Nonetheless, some LHDs are scaling back flu clinics for lack of funds; while, others have been forced to stop offering immunizations altogether, putting the community at increased risk for the outbreak of disease. Compounding the problem, rather than dealing with the rising costs of vaccines and the stringent safety handling requirements, some private providers are referring patients to public health departments. Few LHDs are equipped to assume the costs of vaccinating the influx of children who are not VFC-eligible at all.

This shift in the utilization of public health services has transformed public health organizations into a resource for more than the un- and under-insured. Though vaccine administration fees can be recovered from Medicaid and Medicare, the reimbursement process is so rife with issues that many clinics have given up or never even tried, instead relying largely on donations. Abandoning vaccinations is not an option; yet, the current paradigm is increasingly unsustainable.

The Centers for Disease Control and Prevention (CDC) estimates that vaccinating children born between 1994 and 2016 will:

Prevent 381 million illnesses—more than the entire population of the United States

Help avoid 850,000 deaths—more than the entire population of Seattle, Washington

Save more than $1.6 trillion in societal costs—or about $5,077 for every American

Barriers to Billing

It is understandable that there may be some reluctance to undertake billing for immunizations and other health services. It’s frankly arduous: determining patient eligibility and insurance coverage, correctly coding encounters and services, creating and submitting claims, not to mention the tracking, follow-up and having to deal with denials and resubmission. Some organizations hire additional accounting personnel just to manage the process, unfortunately diverting vital funding from clinical staff.

The reimbursement process is undoubtedly complex, especially for a sector inexperienced in billing practices.
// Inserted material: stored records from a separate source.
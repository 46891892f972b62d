//! JSON API over the agent HUD.

use axum::{
    extract::{rejection::JsonRejection, Query, State},
    http::StatusCode,
    response::{IntoResponse, Response},
    routing::{get, post},
    Json, Router,
};
use serde::{Deserialize, Serialize};
use serde_json::{json, Value};
use std::sync::Arc;
use tracing::{error, info};

use crate::dispatch::{parse_port, DispatchError};
use crate::hud::Hud;
use crate::logtail::{LogWindow, DEFAULT_LINES};
use crate::view::AgentListing;

#[derive(Debug)]
pub struct ApiError {
    status: StatusCode,
    message: String,
}

impl ApiError {
    fn invalid(message: impl Into<String>) -> Self {
        Self {
            status: StatusCode::BAD_REQUEST,
            message: message.into(),
        }
    }

    fn internal(message: impl Into<String>) -> Self {
        Self {
            status: StatusCode::INTERNAL_SERVER_ERROR,
            message: message.into(),
        }
    }
}

impl From<DispatchError> for ApiError {
    fn from(err: DispatchError) -> Self {
        if err.is_validation() {
            ApiError::invalid(err.to_string())
        } else {
            ApiError::internal(err.to_string())
        }
    }
}

impl From<JsonRejection> for ApiError {
    fn from(rejection: JsonRejection) -> Self {
        ApiError::invalid(rejection.body_text())
    }
}

impl IntoResponse for ApiError {
    fn into_response(self) -> Response {
        (self.status, Json(json!({ "error": self.message }))).into_response()
    }
}

/// A port as clients send it in JSON bodies: a number or a numeric string
#[derive(Debug, Deserialize)]
#[serde(untagged)]
enum PortValue {
    Number(u64),
    Text(String),
}

impl PortValue {
    fn resolve(value: Option<PortValue>) -> Result<u16, DispatchError> {
        match value {
            Some(PortValue::Number(n)) => parse_port(Some(&n.to_string())),
            Some(PortValue::Text(s)) => parse_port(Some(&s)),
            None => parse_port(None),
        }
    }
}

#[derive(Debug, Deserialize)]
struct StartRequest {
    #[serde(default)]
    name: Option<String>,
    #[serde(default)]
    workdir: Option<String>,
}

#[derive(Debug, Serialize)]
struct StartResponse {
    success: bool,
    port: Option<u16>,
    url: Option<String>,
    output: String,
}

#[derive(Debug, Deserialize)]
struct PortQuery {
    port: Option<String>,
}

#[derive(Debug, Deserialize)]
struct InputRequest {
    #[serde(default)]
    port: Option<PortValue>,
    /// Anything but a JSON string is rejected
    #[serde(default)]
    text: Option<Value>,
}

#[derive(Debug, Deserialize)]
struct KeyRequest {
    #[serde(default)]
    port: Option<PortValue>,
    #[serde(default)]
    key: Option<String>,
}

#[derive(Debug, Deserialize)]
struct LogQuery {
    port: Option<String>,
    lines: Option<String>,
    offset: Option<String>,
}

/// Routes are served both at the root and under `/api`
pub fn router(hud: Arc<Hud>) -> Router {
    let agents = Router::new()
        .route("/agents", get(list_agents).post(start_agent).delete(stop_agent))
        .route("/agents/input", post(send_input))
        .route("/agents/key", post(send_key))
        .route("/agents/log", get(read_log));

    Router::new()
        .merge(agents.clone())
        .nest("/api", agents)
        .route("/health", get(|| async { "ok" }))
        .with_state(hud)
}

async fn list_agents(State(hud): State<Arc<Hud>>) -> Json<AgentListing> {
    Json(hud.list_agents_for_display().await)
}

async fn start_agent(
    State(hud): State<Arc<Hud>>,
    body: Result<Json<StartRequest>, JsonRejection>,
) -> Result<Json<StartResponse>, ApiError> {
    let Json(req) = body?;
    let name = req.name.unwrap_or_default();

    let started = hud
        .dispatcher()
        .start_agent(&name, req.workdir.as_deref())
        .await
        .inspect_err(|e| error!(error = %e, name = %name, "start failed"))?;

    let url = match started.port {
        Some(port) => Some(hud.agent_url(&hud.mesh_address().await, port)),
        None => None,
    };

    Ok(Json(StartResponse {
        success: true,
        port: started.port,
        url,
        output: started.output,
    }))
}

async fn stop_agent(
    State(hud): State<Arc<Hud>>,
    Query(query): Query<PortQuery>,
) -> Result<Json<Value>, ApiError> {
    let port = parse_port(query.port.as_deref())?;
    hud.dispatcher()
        .stop_agent(port)
        .await
        .inspect_err(|e| error!(port, error = %e, "stop failed"))?;

    Ok(Json(json!({ "success": true, "port": port })))
}

async fn send_input(
    State(hud): State<Arc<Hud>>,
    body: Result<Json<InputRequest>, JsonRejection>,
) -> Result<Json<Value>, ApiError> {
    let Json(req) = body?;
    let port = PortValue::resolve(req.port)?;
    let text = match req.text {
        Some(Value::String(text)) => text,
        _ => return Err(DispatchError::MissingText.into()),
    };

    let output = hud.dispatcher().send_text(port, &text).await?;
    info!(port, bytes = text.len(), "input sent");

    Ok(Json(json!({
        "success": true,
        "port": port,
        "text": text,
        "output": output,
    })))
}

async fn send_key(
    State(hud): State<Arc<Hud>>,
    body: Result<Json<KeyRequest>, JsonRejection>,
) -> Result<Json<Value>, ApiError> {
    let Json(req) = body?;
    let port = PortValue::resolve(req.port)?;
    let (key, output) = hud
        .dispatcher()
        .send_key(port, req.key.as_deref().unwrap_or_default())
        .await?;

    Ok(Json(json!({
        "success": true,
        "port": port,
        "key": key.as_str(),
        "output": output,
    })))
}

async fn read_log(
    State(hud): State<Arc<Hud>>,
    Query(query): Query<LogQuery>,
) -> Result<Json<LogWindow>, ApiError> {
    let port = parse_port(query.port.as_deref())?;
    let lines = lenient_int(query.lines.as_deref(), DEFAULT_LINES);
    let offset = lenient_int(query.offset.as_deref(), 0);

    let window = hud
        .read_log_window(port, lines, offset)
        .await
        .map_err(|e| {
            error!(port, error = %e, "log read failed");
            ApiError::internal(e.to_string())
        })?;

    Ok(Json(window))
}

fn lenient_int(raw: Option<&str>, default: i64) -> i64 {
    raw.and_then(|s| s.trim().parse().ok()).unwrap_or(default)
}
From the onset, lacking patient eligibility verification too often results in claims being submitted and resubmitted, and ultimately denied many days later, making the process both frustrating and a seeming waste of resources. Dealing with insurance, tracking claims and creating financial reports are also difficult, but essential facets of a successful billing program.

Becoming Sustainable

Though certainly a culture change for public health, LHDs must explore billing as an option to capture revenue in order to preserve their programs and services. With immunizations, evidence shows that the capability to bill leads to increased accountability and higher vaccination rates. Counties that have cast an even wider billing net have seen substantial increases to their revenues, all for services that they were already providing to their communities.

Streamlining and simplifying the billing and reimbursement process is the only way to balance the need to generate revenue with the need to provide continuous quality care. At the same time, having nurses and coordinators spend most of their time handling claims instead of administering vaccinations and other health care services is a poor use of skilled personnel. Providing LHDs with the proper tools for claims processing allows for optimal use of both revenues and staff.

To begin with, using such tools to verify a patient’s eligibility when they walk into the clinic saves staff from having to contact insurance companies. It also prevents a claim from coming back denied months later if the patient was not actually covered at the time of service. A quality system additionally loads and maintains clinical codes, e.g., ICD-10, and automatically crosswalks between the EHR and billing for claims generation purposes. Additional features to look for include HIPAA 5010 compliance and claims management with a clearinghouse.

The right system will also provide a high level of business intelligence without which there is simply no capacity to predict the flow of funds with any level of reliability. With such built-in analytics, reports can be generated, and reimbursement can be projected so that health departments can better forecast resources and revenue capture. Such a global view of finances facilitates future planning, helping provide stability in a mission that is simply too big to fail.